Así, cuando un investigador bien parado en el Conacyt se lleva a trabajar con él a varios alumnos y colegas; cuando estos colegas se citan entre sí para ganar puntos y se organizan para conquistar y resguardar plazas académicas, eso —aunque se le critique— no se le relaciona de ningún modo con el acarreo de manifestantes o la entrega de despensas. Se les concibe como mundos tan separados entre sí que sencillamente no se puede asociar una cosa con la otra, aunque en ambos casos haya un líder informal que media entre una estructura gubernamental y un grupo de ciudadanos con el fin de gestionar una relación provechosa para ambas partes, en la que se “bajan” recursos y se “sube” apoyo político. ¿Por qué eso nos parece completamente diferente? Porque eso lo hacemos nosotrosgente instruida, gente que conoce sus derechos.

 

 

 

 

[1] Este ensayo ya ha sido publicado, con variantes, en dos ocasiones. Primero en la revista horizontal.mx, con el nombre “Nuestra imagen de la política popular, un caso de ceguera ilustrada”, y después, como “Imágenes del orden: ensayo sobre la percepción de lo informal”, en Fernando Escalante (coord.) Si persisten las molestias. Noticias de algunos casos de ceguera ilustrada, Cal y Arena, Ciudad de México, 2018.

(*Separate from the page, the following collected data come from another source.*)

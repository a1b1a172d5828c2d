//! `rodio`-backed engine.
//!
//! Owns:
//! - OutputStream (must stay alive for as long as anything plays)
//! - Sink (per loaded track)
//! - the volume, which outlives individual sinks

use std::path::Path;

use rodio::{OutputStream, OutputStreamBuilder, Sink};
use tracing::debug;

use super::sink::create_sink;
use super::types::{AudioEngine, EngineError};

pub struct RodioEngine {
    stream: OutputStream,
    sink: Option<Sink>,
    volume: f32,
}

impl RodioEngine {
    /// Open the default output device.
    ///
    /// `OutputStream` is not `Send` on every platform, so call this on the
    /// thread that will own the engine.
    pub fn open(volume: f32) -> Result<Self, EngineError> {
        let mut stream = OutputStreamBuilder::open_default_stream()
            .map_err(|e| EngineError::NoOutput(e.to_string()))?;
        // rodio prints to stderr when the stream is dropped, which would
        // scribble over the terminal UI.
        stream.log_on_drop(false);

        Ok(Self {
            stream,
            sink: None,
            volume: volume.clamp(0.0, 1.0),
        })
    }
}

impl AudioEngine for RodioEngine {
    fn load(&mut self, path: &Path) -> Result<(), EngineError> {
        let sink = create_sink(&self.stream, path, self.volume)?;
        if let Some(old) = self.sink.replace(sink) {
            old.stop();
        }
        debug!(path = %path.display(), "engine loaded track");
        Ok(())
    }

    fn play(&mut self) {
        if let Some(sink) = &self.sink {
            sink.play();
        }
    }

    fn pause(&mut self) {
        if let Some(sink) = &self.sink {
            sink.pause();
        }
    }

    fn unpause(&mut self) {
        if let Some(sink) = &self.sink {
            sink.play();
        }
    }

    fn stop(&mut self) {
        if let Some(sink) = self.sink.take() {
            sink.stop();
        }
    }

    fn set_volume(&mut self, volume: f32) {
        self.volume = volume.clamp(0.0, 1.0);
        if let Some(sink) = &self.sink {
            sink.set_volume(self.volume);
        }
    }

    fn is_busy(&self) -> bool {
        self.sink
            .as_ref()
            .map(|s| !s.empty() && !s.is_paused())
            .unwrap_or(false)
    }

    fn position_millis(&self) -> u64 {
        self.sink
            .as_ref()
            .map(|s| s.get_pos().as_millis() as u64)
            .unwrap_or(0)
    }
}
mod app;
mod artwork;
mod audio;
mod config;
mod library;
mod metadata;
mod runtime;
mod session;
mod ui;

fn main() -> Result<(), Box<dyn std::error::Error>> {
    runtime::run()
}
//! Presentation-side view of the session: `App` and `InputMode`.
//!
//! `App` mirrors whatever the session thread last published and adds the
//! purely local bits (cursor, folder prompt, pending error popup).

use std::path::PathBuf;
use std::sync::Arc;

use image::RgbaImage;

use crate::library::display_name;
use crate::session::{
    ElapsedDisplay, FolderChoice, Intent, PlaybackState, SessionEvent, Status, Track,
};

/// What keystrokes are currently routed to.
#[derive(Copy, Clone, Debug, Default, PartialEq, Eq)]
pub enum InputMode {
    #[default]
    Normal,
    /// Typing a folder path.
    FolderPrompt,
}

/// The view model drawn by `ui::draw`.
#[derive(Debug, Default)]
pub struct App {
    pub entries: Vec<PathBuf>,
    pub names: Vec<String>,
    pub generation: u64,
    pub selected: usize,

    pub status: Status,
    pub state: PlaybackState,
    pub track: Option<Track>,
    pub elapsed: ElapsedDisplay,
    pub artwork: Option<Arc<RgbaImage>>,
    pub resume_enabled: bool,
    pub volume: u8,

    /// Blocking notification; cleared by any key.
    pub error: Option<String>,
    pub mode: InputMode,
    pub folder_input: String,
}

impl App {
    pub fn new() -> Self {
        Self::default()
    }

    /// Fold one session event into the view.
    pub fn apply(&mut self, event: SessionEvent) {
        match event {
            SessionEvent::StatusChanged(status) => self.status = status,
            SessionEvent::TrackChanged(track) => self.track = track,
            SessionEvent::ElapsedChanged(elapsed) => self.elapsed = elapsed,
            SessionEvent::ArtworkChanged(bitmap) => self.artwork = Some(bitmap),
            SessionEvent::ResumeEnabledChanged(enabled) => self.resume_enabled = enabled,
            SessionEvent::StateChanged(state) => self.state = state,
            SessionEvent::PlaylistChanged {
                entries,
                generation,
            } => {
                self.names = entries.iter().map(|p| display_name(p)).collect();
                self.entries = entries;
                self.generation = generation;
                self.selected = 0;
            }
            SessionEvent::VolumeChanged(volume) => self.volume = volume,
            SessionEvent::Error(msg) => self.error = Some(msg),
        }
    }

    pub fn has_tracks(&self) -> bool {
        !self.entries.is_empty()
    }

    /// Move the cursor down, wrapping to the top.
    pub fn next(&mut self) {
        if self.has_tracks() {
            self.selected = (self.selected + 1) % self.entries.len();
        }
    }

    /// Move the cursor up, wrapping to the bottom.
    pub fn prev(&mut self) {
        if self.has_tracks() {
            self.selected = self
                .selected
                .checked_sub(1)
                .unwrap_or(self.entries.len() - 1);
        }
    }

    /// Selection as numbered in the playlist the cursor is looking at.
    ///
    /// Sent even for an empty playlist; the session answers with a prompt.
    pub fn select_intent(&self) -> Intent {
        Intent::SelectAndPlay {
            index: self.selected,
            generation: self.generation,
        }
    }

    /// Raise the shown volume right away and return the new target; the
    /// session's `VolumeChanged` echo confirms it later.
    pub fn volume_up(&mut self, step: u8) -> u8 {
        self.volume = self.volume.saturating_add(step).min(100);
        self.volume
    }

    pub fn volume_down(&mut self, step: u8) -> u8 {
        self.volume = self.volume.saturating_sub(step);
        self.volume
    }

    pub fn open_folder_prompt(&mut self) {
        self.mode = InputMode::FolderPrompt;
        self.folder_input.clear();
    }

    pub fn push_folder_char(&mut self, c: char) {
        self.folder_input.push(c);
    }

    pub fn pop_folder_char(&mut self) {
        self.folder_input.pop();
    }

    /// Close the prompt and turn it into the picker result.
    pub fn close_folder_prompt(&mut self, confirmed: bool) -> FolderChoice {
        self.mode = InputMode::Normal;
        let input = std::mem::take(&mut self.folder_input);
        let input = input.trim();
        if confirmed && !input.is_empty() {
            FolderChoice::Chosen(PathBuf::from(input))
        } else {
            FolderChoice::Cancelled
        }
    }

    /// Returns true if a popup was actually dismissed.
    pub fn dismiss_error(&mut self) -> bool {
        self.error.take().is_some()
    }

    pub fn now_playing_name(&self) -> &str {
        self.track
            .as_ref()
            .map_or("No song selected", |t| t.display_name.as_str())
    }

    pub fn elapsed_text(&self) -> String {
        format!("Time Elapsed: {}", self.elapsed)
    }
}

[2] La palabra “líder” es un tecnicismo popular que no se refiere a dirigentes propiamente dichos, sino a cierta clase de mediadores entre el gobierno y el pueblo, que gestionan el intercambio de apoyo político por recursos públicos, o bien organizan manifestaciones para exigirlos. No se les llama de ese modo como una muestra de respeto, ni implica que se les otorgue autoridad moral: es un mero tecnicismo. Algunos de estos líderes tienen bastante poder y, en los términos de los estudios académicos sobre el clientelismo, ya no se les podría llamar propiamente “mediadores”, sino más bien “patrones” (hay, por ejemplo, líderes que dirigen a otros líderes). La jerga popular, sin embargo, no distingue entre unos y otros. Los líderes además realizan ciertas funciones que no se atribuyen típicamente a los mediadores clientelares: como la organización de trabajo voluntario (“faenas”) para el mejoramiento de ciertas zonas de la ciudad, y que no son lucrativas para ningún individuo en particular. A partir de aquí, escribiré en cursivas la palabra líder siempre que la use en este sentido específico.

[3] En la delegación Tlalpan también hace política un grupo, por decir así, más “intelectual”, salido de los movimientos estudiantiles del 68 y el 86, si bien su práctica es también bastante clientelar, y sus miembros, bastante mejor conocidos entre vecinos de las colonias populares que en las zonas de clase media.